I believe M$ used the concept in some large internal SQL databases using SAP
around 5 years ago when I was contracting there. I do not know the exact
details, or how successfully they were, but it was a much larger than the
database you are talking about.
cheers,
Jim Parker
Sailboat racing is not a matter of life and death .... It is far more important
than that !!!
Eugene Leitl
<Eugene.Leitl at lrz.uni-mu To: beowulf at beowulf.org
enchen.de> cc:
Sent by: Subject: DBases in very large RAMDisks
beowulf-admin at beowulf.or
g
03/09/01 07:50 AM
In my current application, I have a purely static ~700 MBytes dbase,
indices and all. It appeared to me, that even without partitioning across
machines, this would fit into a 1 GByte machine's RAMDisk (much cheaper
and noticeably faster than a solid-state disk, I would imagine), and offer
much better reponse times without changing a single line of code.
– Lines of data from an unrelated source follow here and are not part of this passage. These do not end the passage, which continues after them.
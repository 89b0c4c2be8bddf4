//! Axum surface for harvest: start a scrape as an SSE stream, inspect and
//! cancel jobs.

mod auth;

use std::convert::Infallible;
use std::path::PathBuf;
use std::sync::Arc;

use anyhow::Context;
use async_trait::async_trait;
use axum::{
    body::Bytes,
    extract::{Path as AxumPath, State},
    http::{header, HeaderMap, HeaderValue, StatusCode},
    response::{
        sse::{Event, Sse},
        IntoResponse, Response,
    },
    routing::{delete, post},
    Json, Router,
};
use chrono::Utc;
use harvest_core::{JobId, ProgressEvent, StartParameters};
use harvest_jobs::{
    Admission, CancelOutcome, ChannelConfig, FrameWriter, HarvestConfig, HarvestRuntime, Job,
    ProgressChannel, SchedulerError, SchedulerHandle, StreamEnd, StreamWriteError,
};
use serde::Serialize;
use serde_json::json;
use tokio::net::TcpListener;
use tokio::sync::mpsc;
use tokio_stream::wrappers::ReceiverStream;
use tracing::{debug, info, info_span, warn, Instrument};

pub use auth::{AuthError, AuthProvider, BearerTokenAuth, Principal};

pub const CRATE_NAME: &str = "harvest-web";

pub const JOB_ID_HEADER: &str = "x-job-id";

const JOB_EVENT_CAPACITY: usize = 64;
const SSE_BUFFER: usize = 16;

#[derive(Clone)]
pub struct AppState {
    pub scheduler: SchedulerHandle,
    pub auth: Arc<dyn AuthProvider>,
    pub channel: ChannelConfig,
}

impl AppState {
    pub fn new(
        scheduler: SchedulerHandle,
        auth: Arc<dyn AuthProvider>,
        channel: ChannelConfig,
    ) -> Self {
        Self {
            scheduler,
            auth,
            channel,
        }
    }
}

#[derive(Debug, Clone)]
pub struct WebConfig {
    pub port: u16,
    pub tokens_file: PathBuf,
}

impl WebConfig {
    pub fn from_env() -> Self {
        Self {
            port: std::env::var("HARVEST_WEB_PORT")
                .ok()
                .and_then(|v| v.parse().ok())
                .unwrap_or(8000),
            tokens_file: std::env::var("HARVEST_TOKENS_FILE")
                .map(PathBuf::from)
                .unwrap_or_else(|_| PathBuf::from("./tokens.yaml")),
        }
    }
}

#[derive(Debug, Clone, Serialize)]
#[serde(rename_all = "camelCase")]
pub struct ScrapeStatus {
    pub active_workers: usize,
    pub queue_length: usize,
    pub active_jobs: Vec<JobId>,
    pub max_workers: usize,
    pub max_queue_size: usize,
}

pub fn app(state: AppState) -> Router {
    Router::new()
        .route("/scrape", post(start_scrape_handler).get(scrape_status_handler))
        .route("/scrape/{job_id}", delete(cancel_scrape_handler))
        .with_state(Arc::new(state))
}

pub async fn serve_from_env() -> anyhow::Result<()> {
    let web = WebConfig::from_env();
    let config = HarvestConfig::from_env()?;
    let auth = BearerTokenAuth::from_file(&web.tokens_file)?;
    if auth.is_empty() {
        warn!(
            path = %web.tokens_file.display(),
            "no bearer tokens configured; every request will be rejected"
        );
    }

    let runtime = HarvestRuntime::start(&config).await?;
    let state = AppState::new(runtime.scheduler.clone(), Arc::new(auth), runtime.channel.clone());

    let listener = TcpListener::bind(("0.0.0.0", web.port))
        .await
        .with_context(|| format!("binding port {}", web.port))?;
    info!(port = web.port, mode = ?config.mode, "harvest web listening");
    axum::serve(listener, app(state))
        .with_graceful_shutdown(async {
            if let Err(err) = tokio::signal::ctrl_c().await {
                warn!(error = %err, "ctrl-c handler failed");
            }
        })
        .await?;

    info!("shutting down");
    runtime.shutdown().await
}

/// SSE body writer; the response stream reads from the other end.
struct SseEventWriter {
    tx: Option<mpsc::Sender<Result<Event, Infallible>>>,
}

#[async_trait]
impl FrameWriter for SseEventWriter {
    async fn write_frame(&mut self, frame: &ProgressEvent) -> Result<(), StreamWriteError> {
        let tx = self.tx.as_ref().ok_or(StreamWriteError::Disconnected)?;
        let event = Event::default().data(serde_json::to_string(frame)?);
        tx.send(Ok(event)).await.map_err(|_| StreamWriteError::Disconnected)
    }

    async fn close(&mut self) {
        self.tx.take();
    }

    async fn disconnected(&mut self) {
        match &self.tx {
            Some(tx) => tx.closed().await,
            None => std::future::pending::<()>().await,
        }
    }
}

async fn start_scrape_handler(
    State(state): State<Arc<AppState>>,
    headers: HeaderMap,
    body: Bytes,
) -> Response {
    let principal = match state.auth.authenticate(&headers).await {
        Ok(principal) => principal,
        Err(err) => return api_error(StatusCode::UNAUTHORIZED, err.to_string()),
    };

    let params = if body.iter().all(u8::is_ascii_whitespace) {
        StartParameters::default()
    } else {
        match serde_json::from_slice::<StartParameters>(&body) {
            Ok(params) => params,
            Err(err) => {
                return api_error(
                    StatusCode::BAD_REQUEST,
                    format!("invalid start parameters: {err}"),
                )
            }
        }
    };

    let job_id = JobId::for_principal(&principal.id, Utc::now());
    let (job, mut events) = Job::with_channel(
        job_id.clone(),
        principal.id.clone(),
        params,
        JOB_EVENT_CAPACITY,
    );
    match state.scheduler.submit(job).await {
        Ok(Admission::Started) => {
            info!(job_id = %job_id, owner_id = %principal.id, "scrape started")
        }
        Ok(Admission::Queued { position }) => {
            info!(job_id = %job_id, owner_id = %principal.id, position, "scrape queued")
        }
        Err(err) => return scheduler_error(err),
    }

    let (tx, rx) = mpsc::channel(SSE_BUFFER);
    let writer = SseEventWriter { tx: Some(tx) };
    let scheduler = state.scheduler.clone();
    let channel_config = state.channel.clone();
    let span = info_span!("scrape_stream", job_id = %job_id);
    let pump_job_id = job_id.clone();
    tokio::spawn(
        async move {
            let mut channel = ProgressChannel::new(writer, channel_config);
            match channel.pipe(&mut events).await {
                StreamEnd::Disconnected | StreamEnd::WriteFailed => {
                    info!(frames = channel.frames_written(), "client went away; cancelling job");
                    if let Err(err) = scheduler.cancel(&pump_job_id).await {
                        warn!(error = %err, "cancelling abandoned job failed");
                    }
                }
                end => debug!(?end, frames = channel.frames_written(), "scrape stream finished"),
            }
        }
        .instrument(span),
    );

    let mut response = Sse::new(ReceiverStream::new(rx)).into_response();
    let response_headers = response.headers_mut();
    response_headers.insert(header::CACHE_CONTROL, HeaderValue::from_static("no-cache"));
    response_headers.insert(header::CONNECTION, HeaderValue::from_static("keep-alive"));
    if let Ok(value) = HeaderValue::from_str(job_id.as_str()) {
        response_headers.insert(JOB_ID_HEADER, value);
    }
    response
}

async fn scrape_status_handler(State(state): State<Arc<AppState>>) -> Response {
    match state.scheduler.status().await {
        Ok(status) => Json(ScrapeStatus {
            active_workers: status.active_count,
            queue_length: status.queue_length,
            active_jobs: status.active_job_ids,
            max_workers: status.max_workers,
            max_queue_size: status.max_queue_size,
        })
        .into_response(),
        Err(err) => scheduler_error(err),
    }
}

async fn cancel_scrape_handler(
    State(state): State<Arc<AppState>>,
    AxumPath(job_id): AxumPath<String>,
    headers: HeaderMap,
) -> Response {
    let principal = match state.auth.authenticate(&headers).await {
        Ok(principal) => principal,
        Err(err) => return api_error(StatusCode::UNAUTHORIZED, err.to_string()),
    };

    let job_id = JobId::new(job_id);
    match state.scheduler.cancel_for_owner(&job_id, &principal.id).await {
        Ok(CancelOutcome::Cancelled { .. } | CancelOutcome::Dequeued | CancelOutcome::Finished) => {
            StatusCode::NO_CONTENT.into_response()
        }
        Ok(CancelOutcome::NotOwner) => {
            api_error(StatusCode::FORBIDDEN, "job belongs to another principal")
        }
        Ok(CancelOutcome::NotFound) => api_error(StatusCode::NOT_FOUND, "job not found"),
        Err(err) => scheduler_error(err),
    }
}

fn scheduler_error(err: SchedulerError) -> Response {
    let status = match err {
        SchedulerError::DuplicateJob { .. } => StatusCode::CONFLICT,
        SchedulerError::QueueFull { .. } | SchedulerError::Closed => {
            StatusCode::SERVICE_UNAVAILABLE
        }
    };
    api_error(status, err.to_string())
}

fn api_error(status: StatusCode, message: impl Into<String>) -> Response {
    (status, Json(json!({ "error": message.into() }))).into_response()
}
A single
machine could thus serve one or two orders of magnitude more queries, or
far more complex (and hence forbiddingly expensive) queries.
I'm sure somebody here has experiences with such a setup, are there any
gotchas? What is the end-user speedup to expect? What is further speedup
typically, if one bypasses the filesystem entirely, and (the logical next
step) operates on stuff loaded directly into memory?